Moore fends off challenger in 3rd District

? U.S. Rep. Dennis Moore, D-Kan., dodged another bullet.

Moore, a two-term incumbent, won re-election to the 3rd District seat Tuesday, narrowly defeating GOP challenger Adam Taff.

With 583 of the District’s 600 precincts reporting, Moore was declared the winner shortly after 10 p.m. with 50 percent of the vote. Taff, a moderate Republican, had 47 percent.

Libertarian candidate Douglas Martin and Reform Party candidate Dawn Bly split the remaining 3 percent.

“I believe that what the voters have said is experience and results do matter and do count,” Moore said. “This is not about Republicans or Democrats. This is about good ideas and what’s right for our country.”

After addressing supporters at an Overland Park conference center, Moore led the exuberant crowd in singing “This Land is Your Land.”

Taff, a former Navy pilot, said he’d likely run against Moore again in 2004.

“The fire is still there,” he told more than 500 loyal supporters at a gathering in a ballroom at the Marriott Hotel in Overland Park.

Moore’s victory means all four Kansas congressmen won re-election Tuesday. Moore’s race was the only one that was close. He remains the only Democrat in the Kansas congressional delegation.

‘Accomplished a lot’

Because the 3rd District is heavily Republican  with 191,646 registered Republicans and 122,323 registered Democrats  Moore’s congressional tenure is considered vulnerable.

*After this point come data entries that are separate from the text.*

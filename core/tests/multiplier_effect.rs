//! Multiplier effect model tests.

use impact_core::{engine::ImpactEngine, error::ImpactError};

fn assert_approx(actual: f64, expected: f64) {
    assert!(
        (actual - expected).abs() < 1e-9,
        "expected {expected}, got {actual}"
    );
}

#[test]
fn mining_flow_decomposition() {
    let engine = ImpactEngine::build_test();

    let m = engine.multiplier.compute(100.0, "MIN").unwrap();

    assert_approx(m.direct, 85.0);
    assert_approx(m.indirect, 27.0);
    assert_approx(m.induced, 18.0);
    assert_approx(m.total, 130.0);
    assert_eq!(m.total_jobs, 675);
    assert_approx(m.tax_revenue, 23.4);
}

#[test]
fn parts_sum_to_total_across_sectors() {
    let engine = ImpactEngine::build_test();

    for code in engine.sectors().codes() {
        let m = engine.multiplier.compute(37.5, code).unwrap();
        assert_approx(m.direct + m.indirect + m.induced, m.total);
        assert_approx(m.tax_revenue, 0.18 * m.total);
        // 60/40 split of the multiplier's excess
        assert_approx(m.indirect * 0.4, m.induced * 0.6);
    }
}

#[test]
fn negative_amount_rejected() {
    let engine = ImpactEngine::build_test();

    let err = engine.multiplier.compute(-1.0, "MIN").unwrap_err();

    assert_eq!(err.field(), Some("amount"));
}

#[test]
fn non_finite_flow_is_overflow() {
    let engine = ImpactEngine::build_test();

    let err = engine.multiplier.compute(f64::MAX, "ICT").unwrap_err();

    assert!(matches!(err, ImpactError::NumericOverflow { .. }));
    assert_eq!(err.field(), Some("total"));
}
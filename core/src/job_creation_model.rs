//! Job creation: direct, supply-chain and household-spending employment.

use crate::{
    error::{ensure_finite, ImpactError, ImpactResult},
    model::{ImpactModel, CONSTRUCTION_PHASE_SHARE},
    sector_table::{JobMultipliers, SectorTable, SkillsDistribution},
    types::{validate_amount, InvestmentScenario},
};
use serde::{Deserialize, Serialize};
use std::sync::Arc;

#[derive(Debug, Clone, Serialize, Deserialize, PartialEq)]
pub struct JobImpact {
    pub direct: u64,
    pub indirect: u64,
    pub induced: u64,
    pub total: u64,
    /// Investment per job created, in currency units (not millions).
    pub cost_per_job: u64,
    pub construction_phase: u64,
    pub operational_phase: u64,
    pub sez_uplift_applied: bool,
    /// Sector workforce mix, in percent of jobs.
    pub skills_distribution: SkillsDistribution,
    pub gender_split: GenderSplit,
}

/// Share of jobs by gender, in percent (one decimal place).
#[derive(Debug, Clone, Copy, Serialize, Deserialize, PartialEq)]
pub struct GenderSplit {
    pub male: f64,
    pub female: f64,
}

impl GenderSplit {
    fn from_female_share(share: f64) -> Self {
        let female = (share * 1000.0).round() / 10.0;
        Self { male: 100.0 - female, female }
    }
}

pub struct JobCreationModel {
    sectors: Arc<SectorTable>,
    sez_job_uplift: f64,
}

impl JobCreationModel {
    pub fn new(sectors: Arc<SectorTable>, sez_job_uplift: f64) -> Self {
        Self { sectors, sez_job_uplift }
    }

    pub fn compute(&self, amount: f64, sector_code: &str) -> ImpactResult<JobImpact> {
        self.compute_with_uplift(amount, sector_code, None)
    }

    /// Like compute(), but applies the SEZ uplift when the scenario asks for it.
    pub fn compute_for(&self, scenario: &InvestmentScenario) -> ImpactResult<JobImpact> {
        let uplift = scenario.is_sez.then_some(self.sez_job_uplift);
        self.compute_with_uplift(scenario.amount, &scenario.sector_code, uplift)
    }

    fn compute_with_uplift(
        &self,
        amount: f64,
        sector_code: &str,
        uplift: Option<f64>,
    ) -> ImpactResult<JobImpact> {
        validate_amount(amount)?;
        let profile = self.sectors.lookup(sector_code)?;
        let JobMultipliers { direct, indirect, induced } = profile.job_multipliers;
        let factor = uplift.unwrap_or(1.0);

        // Each component is rounded on its own so the parts always sum to the total.
        let direct = jobs("direct", amount * direct * factor)?;
        let indirect = jobs("indirect", amount * indirect * factor)?;
        let induced = jobs("induced", amount * induced * factor)?;
        let total = direct
            .checked_add(indirect)
            .and_then(|s| s.checked_add(induced))
            .ok_or_else(|| ImpactError::NumericOverflow { field: "total".into() })?;

        if total == 0 {
            return Err(ImpactError::DivisionByZero { field: "cost_per_job".into() });
        }
        let cost_per_job = jobs("cost_per_job", amount * 1e6 / total as f64)?;

        let construction_phase = (total as f64 * CONSTRUCTION_PHASE_SHARE).floor() as u64;

        log::debug!(
            "jobs: sector={sector_code} amount={amount} direct={direct} indirect={indirect} \
             induced={induced} total={total} sez={}",
            uplift.is_some()
        );

        Ok(JobImpact {
            direct,
            indirect,
            induced,
            total,
            cost_per_job,
            construction_phase,
            operational_phase: total - construction_phase,
            sez_uplift_applied: uplift.is_some(),
            skills_distribution: profile.skills,
            gender_split: GenderSplit::from_female_share(profile.female_share),
        })
    }
}

impl ImpactModel for JobCreationModel {
    type Output = JobImpact;

    fn name(&self) -> &'static str { "job_creation" }

    fn evaluate(&self, scenario: &InvestmentScenario) -> ImpactResult<JobImpact> {
        self.compute_for(scenario)
    }
}

/// Round a non-negative job figure, refusing values that do not fit a u64.
fn jobs(field: &str, value: f64) -> ImpactResult<u64> {
    let rounded = ensure_finite(field, value)?.round();
    if rounded >= u64::MAX as f64 {
        return Err(ImpactError::NumericOverflow { field: field.to_string() });
    }
    Ok(rounded.max(0.0) as u64)
}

The district includes the northeastern one-third of Douglas County and all of Johnson and Wyandotte counties.

Meeting with reporters before his concession speech, Taff said he wished he’d had two more months to raise money to run more television commercials.

Also, Taff said his campaign was hampered by many Democrats in Johnson County registering Republican so they could vote in the county’s GOP-dominated primaries. In the general election, he said, many of those voters side with Democrats.

“The fact that Dennis Moore won doesn’t mean Adam Taff didn’t run a good, strong, competent campaign. He ran an excellent campaign, he generated a lot of enthusiasm, he accomplished a lot,” said Sen. John Vratil, R-Leawood, a Taff supporter.

It was Taff’s first political campaign.

Besides its 313,969 Republicans and Democrats, the district on Tuesday included 131,810 voters registered “unaffiliated,” 2,902 Libertarians, and 505 Reform Party.

Primary battles

In the August GOP primary, Taff, a moderate, defeated conservative Dr. Jeff Colyer, a plastic surgeon who had been endorsed by Sen. Sam Brownback. In that race, Taff got 40,609 votes to Colyer’s 37,771.

Moore was unopposed in the Democratic primary.

Though Taff won the GOP primary, he alienated many in the party’s conservative wing when, in the latter weeks of the campaign, he and Colyer accused each other of lying about the other’s record. The two almost came to blows July 19 after a taped debate.

Initially, the powerful National Republican Congressional Committee backed Colyer’s candidacy.

Last week, citing Taff’s successes in the primary and his ability to attract young voters, the national committee’s chairman, U.S. Rep. Tom Davis, R-Va., said a Taff victory was “one of our top priorities in the House.”

The Moore camp chuckled at Davis’ endorsement, noting that in an earlier interview with The New York Times he’d said Taff was “an airline pilot who’s a nice kid, but he’s got no clue.”

Kansans for Life, the state’s largest anti-abortion group, endorsed Reform Party candidate Dawn Bly in the general election.

In the 2000 general election, Moore defeated conservative Republican Phill Kline, 154,505 to 144,672. On Tuesday, Kline was in a tight race with Democrat Chris Biggs for the attorney general’s office.

Two years earlier, Moore unseated then-U.S. Rep. Vince Snowbarger, R-Kan., a one-term incumbent. In that race, Moore had 103,376 votes to Snowbarger’s 93,938.

Like Kline, Snowbarger was a conservative.

Moore is a member of the House Committees on the Budget, Banking and Financial Services, and Science. He lives in Lenexa with his wife, Stephene, a registered nurse, and their family.